Saturday 22 November 2014

From Eriol and AElfwine to Bilbo Baggins - framing Tolkien's Legendarium for the modern reader


Continuing from

In Tolkien's very earliest stories dating from 1917, now published as The Book of Lost Tales volumes one and two, framing device was a mariner called Eriol who found his way to Elfland, and heard the stories sung and recited in The Room of the Log Fire, in The Cottage of Lost Play.

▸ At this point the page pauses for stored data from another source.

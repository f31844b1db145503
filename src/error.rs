use std::fmt;
use std::io;

/// Boxed error returned by request handlers.
pub type BoxError = Box<dyn std::error::Error + Send + Sync>;

/// Possible errors from this crate.
#[derive(Debug)]
pub enum Error {
    /// A user/usage problem such as a body longer than the content-length header specifies.
    User(String),
    /// A wrapped std::io::Error from the underlying transport (socket).
    Io(io::Error),
    /// Http errors from the `http` crate, such as an invalid response header name.
    Http(http::Error),
    /// Error returned by a request handler.
    Handler(BoxError),
    /// A request handler panicked.
    HandlerPanic(String),
}

impl Error {
    /// Tells if this error came out of the request handler.
    pub fn is_handler(&self) -> bool {
        matches!(self, Error::Handler(_) | Error::HandlerPanic(_))
    }
}

impl fmt::Display for Error {
    fn fmt(&self, f: &mut fmt::Formatter) -> fmt::Result {
        match self {
            Error::User(v) => write!(f, "{}", v),
            Error::Io(v) => fmt::Display::fmt(v, f),
            Error::Http(v) => write!(f, "http api: {}", v),
            Error::Handler(v) => write!(f, "handler: {}", v),
            Error::HandlerPanic(v) => write!(f, "handler panicked: {}", v),
        }
    }
}

impl std::error::Error for Error {
    fn source(&self) -> Option<&(dyn std::error::Error + 'static)> {
        match self {
            Error::Io(v) => Some(v),
            Error::Http(v) => Some(v),
            Error::Handler(v) => Some(v.as_ref()),
            _ => None,
        }
    }
}

impl From<io::Error> for Error {
    fn from(e: io::Error) -> Self {
        Error::Io(e)
    }
}

impl From<http::Error> for Error {
    fn from(e: http::Error) -> Self {
        Error::Http(e)
    }
}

This Eriol was therefore the link between the ancient legendary or mythic world - and the modern world; and over the next decades Eriol became variously re-named and transmuted through AElfwine in the early versions of The Silmarillion in the 1920s and 30s, through the Lost Road fragment of 1936 and the Arundel 'Arry' Lowtham character of the Notion Club Papers of 1945-6 - all of whom were mariners who reached Elfland (Tol Erresea) and brought the ancient legends back to Middle Earth (i.e. the British Isles).

But in the end, it was Bilbo Baggins who did this job - as described in the Prologue: concerning Hobbit to the The Lord of the Rings ^

So Eriol = Aelfwine = Arundel = Bilbo.

Cottage of Lost Play = Elrond's House in Rivendell

Room with the Log Fire = Hall of Fire


^By the end of the first century of the Fourth Age there were already to be found in the Shire several libraries that contained many historical books and records.

The largest of these collections were probably at Undertowers, at Great Smials, and at Brandy Hall.  This account of the end of the Third Age is drawn mainly from the Red Book of Westmarch.  That most important source for the history of the War of the Ring was so called because it was long preserved at Undertowers, the home of the Fairbairns, Wardens of the Westmarch.

It was in origin Bilbo's private diary, which he took with him to Rivendell.  Frodo brought it back to the Shire, together with many loose leaves of notes, and during S.R. 1420-1 he nearly filled its pages with his account of the War.  But annexed to it and preserved with it, probably in a single red case, were the three large volumes, bound in red leather, that Bilbo gave to him as a parting gift.  To these four volumes there was added in Westmarch a fifth containing commentaries, genealogies, and various other matter concerning the hobbit members of the Fellowship.

The original Red Book has not been preserved, but many copies were made, especially of the first volume, for the use of the descendants of the children of Master Samwise.  The most important copy, however, has a different history.  It was kept at Great Smials, but it was written in Gondor, probably at the request of the great-grandson of Peregrin, and completed in S.R. 1592 (F.A. 172).  Its southern scribe appended this note:  Findegil, King's Writer, finished this work in IV 172.  It is an exact copy in all details of the Thain's Book in Minas Tirith.  That book was a copy, made at the request of King Elessar, of the Red Book of the Periannath, and was brought to him by the Thain Peregrin when he retired to Gondor in IV 64.